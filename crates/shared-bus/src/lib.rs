//! # Shared Bus - Event Bus for Chain and Miner Notifications
//!
//! The chain store and the transaction pool announce what happened to them;
//! the block producer reacts and announces its own results.
//!
//! ```text
//! ┌──────────────┐                    ┌──────────────┐
//! │ Chain / Pool │                    │ Block        │
//! │              │    publish()       │ Producer     │
//! │              │ ──────┐            │              │
//! └──────────────┘       │            └──────────────┘
//!                        ▼                    ↑
//!                  ┌──────────────┐          │
//!                  │  Event Bus   │          │
//!                  │              │ ─────────┘
//!                  └──────────────┘  subscribe()
//! ```
//!
//! Publishing never blocks. Subscribers that fall behind skip the oldest
//! events instead of applying backpressure.

// Nursery lints that are too strict
#![allow(clippy::missing_const_for_fn)]
// Allow in tests
#![cfg_attr(test, allow(clippy::unwrap_used))]
#![cfg_attr(test, allow(clippy::expect_used))]
#![cfg_attr(test, allow(clippy::panic))]

pub mod events;
pub mod publisher;
pub mod subscriber;

// Re-export main types
pub use events::{BlockchainEvent, EventFilter, EventTopic};
pub use publisher::{EventPublisher, InMemoryEventBus};
pub use subscriber::{EventStream, Subscription, SubscriptionError};

/// Maximum events to buffer per subscriber before the oldest are skipped.
pub const DEFAULT_CHANNEL_CAPACITY: usize = 1000;

#[cfg(test)]
mod tests {
    use super::*;

    #[test]
    fn test_default_capacity() {
        assert_eq!(DEFAULT_CHANNEL_CAPACITY, 1000);
    }
}
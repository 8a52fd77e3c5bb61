//! Hexagonal architecture ports

pub mod inbound;
pub mod outbound;

pub use inbound::*;
pub use outbound::*;
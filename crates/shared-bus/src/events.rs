//! # Blockchain Events
//!
//! Defines all event types that flow through the shared bus.
//!
//! The chain store and transaction pool publish on [`EventTopic::Chain`] and
//! [`EventTopic::TxPool`]; the block producer consumes those and publishes on
//! [`EventTopic::Miner`].

use primitive_types::U256;
use serde::{Deserialize, Serialize};
use shared_types::entities::{Block, Hash, Log, SignedTransaction};

/// All events that can be published to the event bus.
#[derive(Debug, Clone, Serialize, Deserialize)]
pub enum BlockchainEvent {
    // =========================================================================
    // CHAIN STORE
    // =========================================================================
    /// A new canonical head was adopted.
    ChainHead {
        /// The new head.
        block: Block,
    },

    /// A block was stored on a side fork. Candidate uncle material.
    ChainSide {
        /// The side block.
        block: Block,
    },

    /// A block was written together with its logs.
    ChainUpdated {
        /// The written block.
        block: Block,
        /// Its hash.
        hash: Hash,
        /// Logs emitted by its transactions.
        logs: Vec<Log>,
    },

    // =========================================================================
    // TRANSACTION POOL
    // =========================================================================
    /// A transaction entered the pool.
    TxPre {
        /// The admitted transaction.
        tx: SignedTransaction,
    },

    // =========================================================================
    // MINER
    // =========================================================================
    /// A locally sealed block was accepted into the chain.
    NewMinedBlock {
        /// The sealed block.
        block: Block,
    },

    /// Logs of a locally mined block that became canonical.
    MinedLogs {
        /// The logs, stamped with the block hash.
        logs: Vec<Log>,
    },

    /// Logs produced while speculatively applying pending transactions.
    PendingLogs {
        /// The speculative logs.
        logs: Vec<Log>,
    },

    /// The pending block changed.
    PendingState,

    /// The effective gas-price floor changed.
    GasPriceChanged {
        /// The new floor.
        price: U256,
    },
}

impl BlockchainEvent {
    /// Get the topic for this event (for filtering).
    #[must_use]
    pub fn topic(&self) -> EventTopic {
        match self {
            Self::ChainHead { .. } | Self::ChainSide { .. } | Self::ChainUpdated { .. } => {
                EventTopic::Chain
            }
            Self::TxPre { .. } => EventTopic::TxPool,
            Self::NewMinedBlock { .. }
            | Self::MinedLogs { .. }
            | Self::PendingLogs { .. }
            | Self::PendingState
            | Self::GasPriceChanged { .. } => EventTopic::Miner,
        }
    }

    /// Short name for logging.
    #[must_use]
    pub fn name(&self) -> &'static str {
        match self {
            Self::ChainHead { .. } => "chain_head",
            Self::ChainSide { .. } => "chain_side",
            Self::ChainUpdated { .. } => "chain_updated",
            Self::TxPre { .. } => "tx_pre",
            Self::NewMinedBlock { .. } => "new_mined_block",
            Self::MinedLogs { .. } => "mined_logs",
            Self::PendingLogs { .. } => "pending_logs",
            Self::PendingState => "pending_state",
            Self::GasPriceChanged { .. } => "gas_price_changed",
        }
    }
}

/// Event topics for subscription filtering.
#[derive(Debug, Clone, Copy, PartialEq, Eq, Hash, Serialize, Deserialize)]
pub enum EventTopic {
    /// Chain store events.
    Chain,
    /// Transaction pool events.
    TxPool,
    /// Block producer events.
    Miner,
    /// All events (no filtering).
    All,
}

/// Filter for subscribing to specific events.
#[derive(Debug, Clone, Default)]
pub struct EventFilter {
    /// Topics to include. Empty means all topics.
    pub topics: Vec<EventTopic>,
}

impl EventFilter {
    /// Create a filter that accepts all events.
    #[must_use]
    pub fn all() -> Self {
        Self::default()
    }

    /// Create a filter for specific topics.
    #[must_use]
    pub fn topics(topics: Vec<EventTopic>) -> Self {
        Self { topics }
    }

    /// Check if an event matches this filter.
    #[must_use]
    pub fn matches(&self, event: &BlockchainEvent) -> bool {
        self.topics.is_empty()
            || self.topics.contains(&EventTopic::All)
            || self.topics.contains(&event.topic())
    }
}

#[cfg(test)]
mod tests {
    use super::*;

    #[test]
    fn test_event_topic_mapping() {
        let head = BlockchainEvent::ChainHead {
            block: Block::default(),
        };
        assert_eq!(head.topic(), EventTopic::Chain);
        assert_eq!(head.name(), "chain_head");

        let tx = BlockchainEvent::TxPre {
            tx: SignedTransaction::default(),
        };
        assert_eq!(tx.topic(), EventTopic::TxPool);

        assert_eq!(BlockchainEvent::PendingState.topic(), EventTopic::Miner);
    }

    #[test]
    fn test_filter_all() {
        let filter = EventFilter::all();
        assert!(filter.matches(&BlockchainEvent::PendingState));
    }

    #[test]
    fn test_filter_by_topic() {
        let filter = EventFilter::topics(vec![EventTopic::Chain, EventTopic::TxPool]);

        let side = BlockchainEvent::ChainSide {
            block: Block::default(),
        };
        assert!(filter.matches(&side));

        let price = BlockchainEvent::GasPriceChanged {
            price: U256::from(1),
        };
        assert!(!filter.matches(&price));
    }

    #[test]
    fn test_all_topic_matches_everything() {
        let filter = EventFilter::topics(vec![EventTopic::All]);
        assert!(filter.matches(&BlockchainEvent::MinedLogs { logs: vec![] }));
    }
}
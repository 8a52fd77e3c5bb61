//! Proof-of-work engines.
//!
//! [`FakePow`] seals immediately and accepts every seal. [`Sha256dPow`]
//! searches for a nonce whose `sha256d(seal_hash ‖ nonce)` digest is at
//! most `2^256 / difficulty`, spreading the nonce space across threads.

use crate::ports::outbound::{PowEngine, Seal};
use crate::utils::hashing::{meets_difficulty, seal_digest, target_for};
use parking_lot::Mutex;
use shared_types::{Block, BlockHeader, ZERO_HASH};
use std::sync::atomic::{AtomicBool, AtomicU64, Ordering};
use std::time::{Duration, Instant};

/// Iterations between checks of the stop flag.
const STOP_CHECK_INTERVAL: u64 = 1024;

/// Engine that seals instantly.
#[derive(Debug, Default)]
pub struct FakePow {
    delay: Option<Duration>,
}

impl FakePow {
    /// Seal immediately.
    pub fn new() -> Self {
        Self::default()
    }

    /// Take `delay` per search, abandoning it early when stopped.
    pub fn with_delay(delay: Duration) -> Self {
        Self { delay: Some(delay) }
    }
}

impl PowEngine for FakePow {
    fn search(&self, _block: &Block, stop: &AtomicBool) -> Option<Seal> {
        if let Some(delay) = self.delay {
            let deadline = Instant::now() + delay;
            while Instant::now() < deadline {
                if stop.load(Ordering::SeqCst) {
                    return None;
                }
                std::thread::sleep(Duration::from_millis(5));
            }
        }
        if stop.load(Ordering::SeqCst) {
            return None;
        }
        Some(Seal {
            nonce: 0,
            mix_digest: ZERO_HASH,
        })
    }

    fn verify(&self, _header: &BlockHeader) -> bool {
        true
    }

    fn hash_rate(&self) -> u64 {
        0
    }
}

/// Double-SHA-256 nonce search.
#[derive(Debug)]
pub struct Sha256dPow {
    threads: u64,
    hash_rate: AtomicU64,
}

impl Default for Sha256dPow {
    fn default() -> Self {
        Self::new(1)
    }
}

impl Sha256dPow {
    /// Search with `threads` workers (at least one).
    pub fn new(threads: u8) -> Self {
        Self {
            threads: u64::from(threads.max(1)),
            hash_rate: AtomicU64::new(0),
        }
    }
}

impl PowEngine for Sha256dPow {
    #[tracing::instrument(skip_all, fields(number = block.number(), threads = self.threads))]
    fn search(&self, block: &Block, stop: &AtomicBool) -> Option<Seal> {
        let seal_hash = block.header.seal_hash();
        let target = target_for(block.header.difficulty);
        let start = rand::random::<u64>();
        let stride = u64::MAX / self.threads;

        let found = AtomicBool::new(false);
        let result: Mutex<Option<Seal>> = Mutex::new(None);
        let attempts = AtomicU64::new(0);
        let began = Instant::now();

        std::thread::scope(|scope| {
            for worker in 0..self.threads {
                let (found, result, attempts) = (&found, &result, &attempts);
                scope.spawn(move || {
                    let mut nonce = start.wrapping_add(worker.wrapping_mul(stride));
                    let mut tries = 0u64;
                    loop {
                        if tries % STOP_CHECK_INTERVAL == 0
                            && (stop.load(Ordering::Relaxed) || found.load(Ordering::Relaxed))
                        {
                            break;
                        }
                        let digest = seal_digest(&seal_hash, nonce);
                        tries += 1;
                        if meets_difficulty(&digest, target) {
                            if !found.swap(true, Ordering::SeqCst) {
                                *result.lock() = Some(Seal {
                                    nonce,
                                    mix_digest: digest,
                                });
                            }
                            break;
                        }
                        nonce = nonce.wrapping_add(1);
                    }
                    attempts.fetch_add(tries, Ordering::Relaxed);
                });
            }
        });

        let elapsed = began.elapsed().as_secs_f64().max(f64::EPSILON);
        let rate = attempts.load(Ordering::Relaxed) as f64 / elapsed;
        self.hash_rate.store(rate as u64, Ordering::Relaxed);

        let seal = result.into_inner();
        match &seal {
            Some(seal) => tracing::debug!("[miner] PoW search successful: nonce={}", seal.nonce),
            None => tracing::debug!("[miner] PoW search abandoned"),
        }
        seal
    }

    fn verify(&self, header: &BlockHeader) -> bool {
        let digest = seal_digest(&header.seal_hash(), header.nonce);
        digest == header.mix_digest && meets_difficulty(&digest, target_for(header.difficulty))
    }

    fn hash_rate(&self) -> u64 {
        self.hash_rate.load(Ordering::Relaxed)
    }
}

• **About this task**
Note every line of the entries in which "filtering" appears, and copy it down.

• **Response**
    /// Get the topic for this event (for filtering).
/// Event topics for subscription filtering.
    /// All events (no filtering).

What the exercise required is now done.